Assures-tu tes arrières à travers Burning House au cas où, par malheur, l’envie d’être sous General Elektriks ne revenait plus au prochain coup ?

Non, non. Avec Burning House il ne se passe rien de spécial pour l’heure. Xcel et moi parlons de refaire un album mais on en parle de manière décontractée, parce que nous sommes respectivement très pris. Moi je suis du genre à ne pas trop prévoir à l’avance et à cet instant, je me fais plaisir avec General Elektriks. J’ai d’ailleurs déjà commencé un prochain album, donc je vais continuer tant que je garde le goût.

 

General Elektriks a toujours été présenté comme un projet. Doit-il encore être considéré comme tel aujourd’hui ?

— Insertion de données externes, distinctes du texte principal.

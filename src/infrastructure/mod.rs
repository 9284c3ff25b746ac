//! Infrastructure layer.
//!
//! Technical concerns that support the application without containing
//! business logic.
//!
//! # Submodules
//!
//! - [`config`] - Configuration loading, validation and logging setup

pub mod config;
//! Flat-file report of updated markets.

use std::path::{Path, PathBuf};

use tracing::info;

use crate::error::Result;
use crate::port::outbound::report::UpdateReport;

/// Writes one market name per line to a file, truncating it first.
#[derive(Debug, Clone)]
pub struct FileReport {
    path: PathBuf,
}

impl FileReport {
    pub fn new(path: impl Into<PathBuf>) -> Self {
        Self { path: path.into() }
    }

    #[must_use]
    pub fn path(&self) -> &Path {
        &self.path
    }
}

impl UpdateReport for FileReport {
    fn write(&self, names: &[String]) -> Result<()> {
        let mut content = names.join("\n");
        if !content.is_empty() {
            content.push('\n');
        }
        std::fs::write(&self.path, content)?;
        info!(path = %self.path.display(), count = names.len(), "Wrote updated markets");
        Ok(())
    }
}
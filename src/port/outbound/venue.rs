//! Venue ports.
//!
//! The source venue is the reference exchange whose trading rules and
//! withdrawal fees the target venue must follow. Both are read over REST;
//! only the target venue is ever written to.

use async_trait::async_trait;
use rust_decimal::Decimal;

use crate::domain::{Instrument, MarketConfig, SourceCurrency, TargetCurrency, UpdateMarketRequest};
use crate::error::Result;

/// Read-only access to the source venue.
///
/// Implementations must be thread-safe (`Send + Sync`); the market pass
/// queries ticker prices concurrently.
#[async_trait]
pub trait SourceVenue: Send + Sync {
    /// All instruments with their trading constraints, in venue order.
    ///
    /// # Errors
    ///
    /// Returns an error if the request fails or the payload cannot be decoded.
    async fn instruments(&self) -> Result<Vec<Instrument>>;

    /// All currencies with per-network withdrawal parameters.
    ///
    /// # Errors
    ///
    /// Returns an error if the request fails or the payload cannot be decoded.
    async fn currencies(&self) -> Result<Vec<SourceCurrency>>;

    /// Last traded price for a source symbol (e.g. `ETHUSDT`).
    ///
    /// # Errors
    ///
    /// Returns an error if the request fails or the price is not a positive
    /// decimal.
    async fn ticker_price(&self, symbol: &str) -> Result<Decimal>;

    /// Venue name for logging.
    fn venue_name(&self) -> &'static str;
}

/// Read/write access to the target venue.
#[async_trait]
pub trait TargetVenue: Send + Sync {
    /// All configured markets, in venue order.
    ///
    /// # Errors
    ///
    /// Returns an error if the request fails or the payload cannot be decoded.
    async fn markets(&self) -> Result<Vec<MarketConfig>>;

    /// All configured currencies.
    ///
    /// # Errors
    ///
    /// Returns an error if the request fails or the payload cannot be decoded.
    async fn currencies(&self) -> Result<Vec<TargetCurrency>>;

    /// Apply new trading parameters to a market and return the stored result.
    ///
    /// # Errors
    ///
    /// Returns an error if the venue rejects the update.
    async fn update_market(&self, request: &UpdateMarketRequest) -> Result<MarketConfig>;

    /// Ask the venue to restart its matching engine so updated markets take
    /// effect.
    ///
    /// # Errors
    ///
    /// Returns an error if the venue rejects the request.
    async fn request_restart(&self) -> Result<()>;

    /// Venue name for logging.
    fn venue_name(&self) -> &'static str;
}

Oui c’est toujours un projet mais à géométrie variable. Lorsqu’il s’agit d’enregistrement de disque c’est plutôt un projet solo que je fais seul dans mon home-studio. Quand il s’agit de la scène, en revanche, c’est davantage un groupe, car ce sont les quatre musiciens qui d’ailleurs se joignent à moi depuis 2009 pour former le quintet General Elektriks.

 

L’équipe qui t’entoure apporte sa touche, ou bien es-tu le contremaître et les autres disposent ?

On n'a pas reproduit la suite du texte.